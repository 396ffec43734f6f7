use crate::domain::{Invocation, ProcessRunner, ProjectConfig};
use serde::Deserialize;
use std::fmt;
use std::sync::Arc;
use tracing::debug;

/// Coarse container state reported by `compose ps`
#[derive(Debug, Clone, Copy, PartialEq, Eq)]
pub enum ServiceState {
    Running,
    Exited,
    Unknown,
}

impl ServiceState {
    fn classify(state: &str) -> Self {
        match state {
            "running" => Self::Running,
            "exited" => Self::Exited,
            _ => Self::Unknown,
        }
    }

    pub fn icon(self) -> &'static str {
        match self {
            Self::Running => "✅",
            Self::Exited => "❌",
            Self::Unknown => "⚠️",
        }
    }
}

#[derive(Debug, Clone, PartialEq, Eq)]
pub enum ProbeResult {
    Reported {
        state: ServiceState,
        raw_state: String,
        health: String,
    },
    /// The probe ran but listed no container
    NotFound,
    /// The probe could not run or its output was unreadable
    Failed,
}

#[derive(Debug, Clone, PartialEq, Eq)]
pub struct ServiceHealth {
    pub service: String,
    pub result: ProbeResult,
}

impl fmt::Display for ServiceHealth {
    fn fmt(&self, f: &mut fmt::Formatter<'_>) -> fmt::Result {
        match &self.result {
            ProbeResult::Reported {
                state,
                raw_state,
                health,
            } => write!(
                f,
                "{} {}: {} (Health: {})",
                state.icon(),
                self.service,
                raw_state,
                health
            ),
            ProbeResult::NotFound => write!(f, "❌ {}: não encontrado", self.service),
            ProbeResult::Failed => write!(f, "⚠️ {}: erro ao verificar status", self.service),
        }
    }
}

#[derive(Debug, Deserialize)]
struct PsEntry {
    #[serde(rename = "State", default)]
    state: Option<String>,
    #[serde(rename = "Health", default)]
    health: Option<String>,
}

/// Probes each configured service with `compose ps --format json`
pub struct HealthService {
    runner: Arc<dyn ProcessRunner>,
}

impl HealthService {
    pub fn new(runner: Arc<dyn ProcessRunner>) -> Self {
        Self { runner }
    }

    /// One entry per configured service, in config order. A failing probe
    /// only affects its own entry.
    pub fn check_all(&self, config: &ProjectConfig) -> Vec<ServiceHealth> {
        config
            .services
            .names()
            .map(|service| ServiceHealth {
                service: service.to_string(),
                result: self.probe(config, service),
            })
            .collect()
    }

    pub fn probe(&self, config: &ProjectConfig, service: &str) -> ProbeResult {
        let invocation = Invocation::from_prefix(
            &config.engine_compose_invocation,
            ["ps", "--format", "json", service],
        );

        match self.runner.run_captured(&invocation) {
            Some(output) => parse_ps_output(&output),
            None => ProbeResult::Failed,
        }
    }
}

/// Accepts both a JSON array (older compose) and one object per line
pub fn parse_ps_output(output: &str) -> ProbeResult {
    let trimmed = output.trim();
    if trimmed.is_empty() {
        return ProbeResult::NotFound;
    }

    let entry = if trimmed.starts_with('[') {
        match serde_json::from_str::<Vec<PsEntry>>(trimmed) {
            Ok(entries) => match entries.into_iter().next() {
                Some(entry) => entry,
                None => return ProbeResult::NotFound,
            },
            Err(e) => {
                debug!("saída de ps ilegível: {}", e);
                return ProbeResult::Failed;
            }
        }
    } else {
        let first = trimmed.lines().next().unwrap_or_default();
        match serde_json::from_str::<PsEntry>(first) {
            Ok(entry) => entry,
            Err(e) => {
                debug!("saída de ps ilegível: {}", e);
                return ProbeResult::Failed;
            }
        }
    };

    let raw_state = entry
        .state
        .filter(|s| !s.is_empty())
        .unwrap_or_else(|| "unknown".to_string());
    let health = entry
        .health
        .filter(|s| !s.is_empty())
        .unwrap_or_else(|| "N/A".to_string());

    ProbeResult::Reported {
        state: ServiceState::classify(&raw_state),
        raw_state,
        health,
    }
}
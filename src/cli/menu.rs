use crate::domain::{CommandHandle, GlobalCommand, PRIMARY_SERVICE, ServiceAction};
use crate::services::CommandRegistry;
use console::style;

/// First option number of the per-service blocks
pub const MENU_SERVICE_OFFSET: usize = 18;
pub const EXIT_CHOICE: &str = "0";

struct FixedOption {
    command: GlobalCommand,
    label: &'static str,
}

const fn option(command: GlobalCommand, label: &'static str) -> FixedOption {
    FixedOption { command, label }
}

const BASIC: [FixedOption; 6] = [
    option(GlobalCommand::Up, "Iniciar todos os serviços"),
    option(GlobalCommand::Down, "Parar todos os serviços"),
    option(GlobalCommand::Restart, "Reiniciar todos os serviços"),
    option(GlobalCommand::Rebuild, "Reconstruir e iniciar todos os serviços"),
    option(GlobalCommand::Logs, "Ver logs de todos os serviços"),
    option(GlobalCommand::Ps, "Ver status dos contêineres"),
];

const ADVANCED: [FixedOption; 7] = [
    option(GlobalCommand::Shell, "Abrir shell no backend"),
    option(GlobalCommand::Stats, "Estatísticas em tempo real"),
    option(GlobalCommand::Health, "Verificar saúde dos serviços"),
    option(GlobalCommand::Volumes, "Listar volumes"),
    option(GlobalCommand::Backup, "Fazer backup"),
    option(GlobalCommand::Monitor, "Monitor em tempo real"),
    option(GlobalCommand::Update, "Atualizar todas as imagens"),
];

const SETTINGS: [FixedOption; 4] = [
    option(GlobalCommand::Prune, "Limpar recursos não utilizados"),
    option(GlobalCommand::Clean, "Limpeza profunda"),
    option(GlobalCommand::Config, "Mostrar configuração atual"),
    option(GlobalCommand::Scan, "Escanear projeto em busca de serviços"),
];

#[derive(Debug, Clone, PartialEq, Eq)]
pub enum MenuEntry {
    Exit,
    Command(CommandHandle),
}

/// Choice number to command mapping for one rendering of the menu
#[derive(Debug, Clone)]
pub struct MenuTable {
    entries: Vec<(usize, CommandHandle)>,
    services: Vec<String>,
}

impl MenuTable {
    pub fn build(registry: &CommandRegistry) -> Self {
        let mut entries: Vec<(usize, CommandHandle)> = BASIC
            .iter()
            .chain(ADVANCED.iter())
            .chain(SETTINGS.iter())
            .enumerate()
            .map(|(i, opt)| (i + 1, fixed_handle(opt.command)))
            .collect();

        let services: Vec<String> = registry.services().map(str::to_string).collect();
        let mut number = MENU_SERVICE_OFFSET;
        for service in &services {
            for action in ServiceAction::MENU {
                entries.push((number, CommandHandle::service(service, action)));
                number += 1;
            }
        }

        Self { entries, services }
    }

    /// Maps a typed choice to its entry; `None` for anything unrecognized
    pub fn lookup(&self, choice: &str) -> Option<MenuEntry> {
        let choice = choice.trim();
        if choice == EXIT_CHOICE {
            return Some(MenuEntry::Exit);
        }

        let number: usize = choice.parse().ok()?;
        self.entries
            .iter()
            .find(|(n, _)| *n == number)
            .map(|(_, handle)| MenuEntry::Command(handle.clone()))
    }

    /// Menu lines, header first, ready to print
    pub fn render(&self, project_name: &str) -> Vec<String> {
        let mut lines = vec![
            String::new(),
            style(format!("🐳 {project_name} Docker CLI 🐳")).bold().to_string(),
            String::new(),
        ];

        let mut number = 1;
        for (heading, options) in [
            ("🚀 Comandos Básicos:", &BASIC[..]),
            ("🛠️  Comandos Avançados:", &ADVANCED[..]),
            ("⚙️  Configurações:", &SETTINGS[..]),
        ] {
            if number > 1 {
                lines.push(String::new());
            }
            lines.push(style(heading).cyan().to_string());
            for opt in options {
                lines.push(format!("{number}. {}", opt.label));
                number += 1;
            }
        }

        let mut number = MENU_SERVICE_OFFSET;
        for service in &self.services {
            lines.push(String::new());
            lines.push(style(format!("{}:", capitalize(service))).cyan().to_string());
            for action in ServiceAction::MENU {
                lines.push(format!("{number}. {}", service_label(action, service)));
                number += 1;
            }
        }

        lines.push(String::new());
        lines.push(format!("{EXIT_CHOICE}. Sair"));
        lines.push(String::new());
        lines
    }
}

fn fixed_handle(command: GlobalCommand) -> CommandHandle {
    match command {
        GlobalCommand::Shell => CommandHandle::global_with(command, PRIMARY_SERVICE),
        _ => CommandHandle::global(command),
    }
}

fn service_label(action: ServiceAction, service: &str) -> String {
    match action {
        ServiceAction::Up => format!("Iniciar apenas o {service}"),
        ServiceAction::Restart => format!("Reiniciar o {service}"),
        ServiceAction::Rebuild => format!("Reconstruir e iniciar o {service}"),
        ServiceAction::Logs => format!("Ver logs do {service}"),
        ServiceAction::Shell => format!("Abrir shell no {service}"),
        ServiceAction::Inspect => format!("Inspecionar o {service}"),
    }
}

fn capitalize(name: &str) -> String {
    let mut chars = name.chars();
    match chars.next() {
        Some(first) => first.to_uppercase().chain(chars).collect(),
        None => String::new(),
    }
}
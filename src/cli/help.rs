use crate::domain::ProjectConfig;
use crate::services::registry::service_action_list;

const GLOBAL_SECTIONS: &str = "\
🚀 Comandos Básicos:
  up                    Inicia todos os serviços
  down                  Para todos os serviços
  restart               Reinicia todos os serviços
  rebuild [serviço]     Reconstrói e inicia todos ou um serviço específico
  logs [serviço]        Exibe logs de todos ou um serviço específico
  ps                    Mostra status dos contêineres

🛠️  Comandos Avançados:
  shell [serviço]       Abre shell no serviço (padrão: backend)
  stats                 Mostra estatísticas em tempo real
  health                Verifica saúde de todos os serviços
  volumes               Lista volumes do projeto
  backup [serviço]      Faz backup (redis, backend ou all)
  restore <arquivo>     Restaura backup especificado
  monitor               Monitor em tempo real (Ctrl+C para sair)
  update                Atualiza todas as imagens

⚙️  Manutenção:
  prune                 Remove recursos não utilizados
  clean                 Limpeza profunda (interativa)
  config                Mostra a configuração atual
  scan                  Escaneia o projeto em busca de serviços";

const EXAMPLES: &str = "\
Exemplos:
  dockctl up
  dockctl logs backend
  dockctl shell redis
  dockctl backup redis
  dockctl backend shell
  dockctl monitor";

/// Usage text listing global commands and the configured services
pub fn help_text(config: &ProjectConfig) -> String {
    let mut text = format!(
        "\n🐳 {} Docker CLI - Comandos Disponíveis\n\n\
         Uso: dockctl [comando] [subcomando] [parâmetro]\n\n\
         {GLOBAL_SECTIONS}\n\n\
         Serviços disponíveis:\n",
        config.project_name
    );

    let actions = service_action_list();
    for service in config.services.names() {
        text.push_str(&format!(
            "  {service} [subcomando]   Gerencia o serviço {service} ({actions})\n"
        ));
    }

    text.push('\n');
    text.push_str(EXAMPLES);
    text
}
◆ ◆ ◆ ◆ ◆
- Directions for this task
In the entries above, find each line with the word "tempo" and copy it.

- Solution to the problem
    option(GlobalCommand::Stats, "Estatísticas em tempo real"),
    option(GlobalCommand::Monitor, "Monitor em tempo real"),
  stats                 Mostra estatísticas em tempo real
  monitor               Monitor em tempo real (Ctrl+C para sair)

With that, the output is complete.